#### [INPUT FOR THIS TASK]
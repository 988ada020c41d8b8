//! Resilient request layer over heterogeneous chat-completion and embedding
//! backends.
//!
//! Uni-Relay gives callers one uniform capability set (chat, vision, embed)
//! across a dozen vendors, and absorbs the ways those vendors misbehave:
//! oversized prompts, answers cut off inside a `<think>` block, HTTP 429, and
//! a different tool-call shape per vendor.
//!
//! # Key concepts
//!
//! - **[`ChatAdapter`](traits::ChatAdapter)**: the uniform interface. Chat
//!   and vision calls always resolve to a single string: prose, the canonical
//!   tool-call envelope (see [`tool_calls`]), or one of two fixed fallback
//!   replies. Only capability and configuration errors surface as `Err`.
//! - **[`ProviderAdapter`](adapter::ProviderAdapter)**: the one adapter
//!   implementation, configured per vendor by a
//!   [`ProviderProfile`](adapter::ProviderProfile) and an injected
//!   [`ProviderTransport`](traits::ProviderTransport).
//! - **[`RetryEngine`](reliability::RetryEngine)**: context shrinking,
//!   bounded output-defect retry and jittered rate-limit backoff.
//! - **[`RelayRuntime`](runtime::RelayRuntime)**: builds adapters from a
//!   catalog of [`AdapterSpec`](api::AdapterSpec)s and a
//!   [`KeyStore`](traits::KeyStore).
//!
//! # Quick start
//!
//! ```rust,no_run
//! use uni_relay::api::{Turn, catalog_from_str};
//! use uni_relay::config::EnvKeyStore;
//! use uni_relay::runtime::RelayRuntime;
//! use uni_relay::tool_calls::Reply;
//! use uni_relay::traits::ChatRequest;
//!
//! # async fn example() -> Result<(), Box<dyn std::error::Error>> {
//! let runtime = RelayRuntime::builder()
//!     .key_store(EnvKeyStore)
//!     .catalog(catalog_from_str(
//!         r#"[{"alias": "chat/default", "provider": "openai", "model": "gpt-4o-mini"}]"#,
//!     )?)
//!     .build()?;
//!
//! let adapter = runtime.adapter("chat/default").await?;
//! let reply = adapter
//!     .send_request(ChatRequest::new(vec![Turn::user("Hello!")], "Be brief."))
//!     .await?;
//! match Reply::from_wire(&reply) {
//!     Reply::Text(text) => println!("{text}"),
//!     Reply::ToolCalls(calls) => println!("{} tool calls", calls.len()),
//! }
//! # Ok(())
//! # }
//! ```

pub mod adapter;
pub mod api;
pub mod config;
pub mod error;
pub mod format;
pub mod provider;
pub mod reliability;
pub mod runtime;
pub mod stream;
pub mod thinking;
pub mod tool_calls;
pub mod traits;

#[cfg(test)]
mod mock;
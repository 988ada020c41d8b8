#![allow(dead_code)]

pub mod mock_support;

#### [TASK TO CARRY OUT]
Return all of the listing above exactly, leaving nothing out.

#### [RESPONSE TO THE TASK]
repository 988ada020c41d8b8
//! Resilient request layer over heterogeneous chat-completion and embedding
//! backends.
//!
//! Uni-Relay gives callers one uniform capability set (chat, vision, embed)
//! across a dozen vendors, and absorbs the ways those vendors misbehave:
//! oversized prompts, answers cut off inside a `<think>` block, HTTP 429, and
//! a different tool-call shape per vendor.
//!
//! # Key concepts
//!
//! - **[`ChatAdapter`](traits::ChatAdapter)**: the uniform interface. Chat
//!   and vision calls always resolve to a single string: prose, the canonical
//!   tool-call envelope (see [`tool_calls`]), or one of two fixed fallback
//!   replies. Only capability and configuration errors surface as `Err`.
//! - **[`ProviderAdapter`](adapter::ProviderAdapter)**: the one adapter
//!   implementation, configured per vendor by a
//!   [`ProviderProfile`](adapter::ProviderProfile) and an injected
//!   [`ProviderTransport`](traits::ProviderTransport).
//! - **[`RetryEngine`](reliability::RetryEngine)**: context shrinking,
//!   bounded output-defect retry and jittered rate-limit backoff.
//! - **[`RelayRuntime`](runtime::RelayRuntime)**: builds adapters from a
//!   catalog of [`AdapterSpec`](api::AdapterSpec)s and a
//!   [`KeyStore`](traits::KeyStore).
//!
//! # Quick start
//!
//! ```rust,no_run
//! use uni_relay::api::{Turn, catalog_from_str};
//! use uni_relay::config::EnvKeyStore;
//! use uni_relay::runtime::RelayRuntime;
//! use uni_relay::tool_calls::Reply;
//! use uni_relay::traits::ChatRequest;
//!
//! # async fn example() -> Result<(), Box<dyn std::error::Error>> {
//! let runtime = RelayRuntime::builder()
//!     .key_store(EnvKeyStore)
//!     .catalog(catalog_from_str(
//!         r#"[{"alias": "chat/default", "provider": "openai", "model": "gpt-4o-mini"}]"#,
//!     )?)
//!     .build()?;
//!
//! let adapter = runtime.adapter("chat/default").await?;
//! let reply = adapter
//!     .send_request(ChatRequest::new(vec![Turn::user("Hello!")], "Be brief."))
//!     .await?;
//! match Reply::from_wire(&reply) {
//!     Reply::Text(text) => println!("{text}"),
//!     Reply::ToolCalls(calls) => println!("{} tool calls", calls.len()),
//! }
//! # Ok(())
//! # }
//! ```

pub mod adapter;
pub mod api;
pub mod config;
pub mod error;
pub mod format;
pub mod provider;
pub mod reliability;
pub mod runtime;
pub mod stream;
pub mod thinking;
pub mod tool_calls;
pub mod traits;

#[cfg(test)]
mod mock;
repository 988ada020c41d8b8
#![allow(dead_code)]

pub mod mock_support;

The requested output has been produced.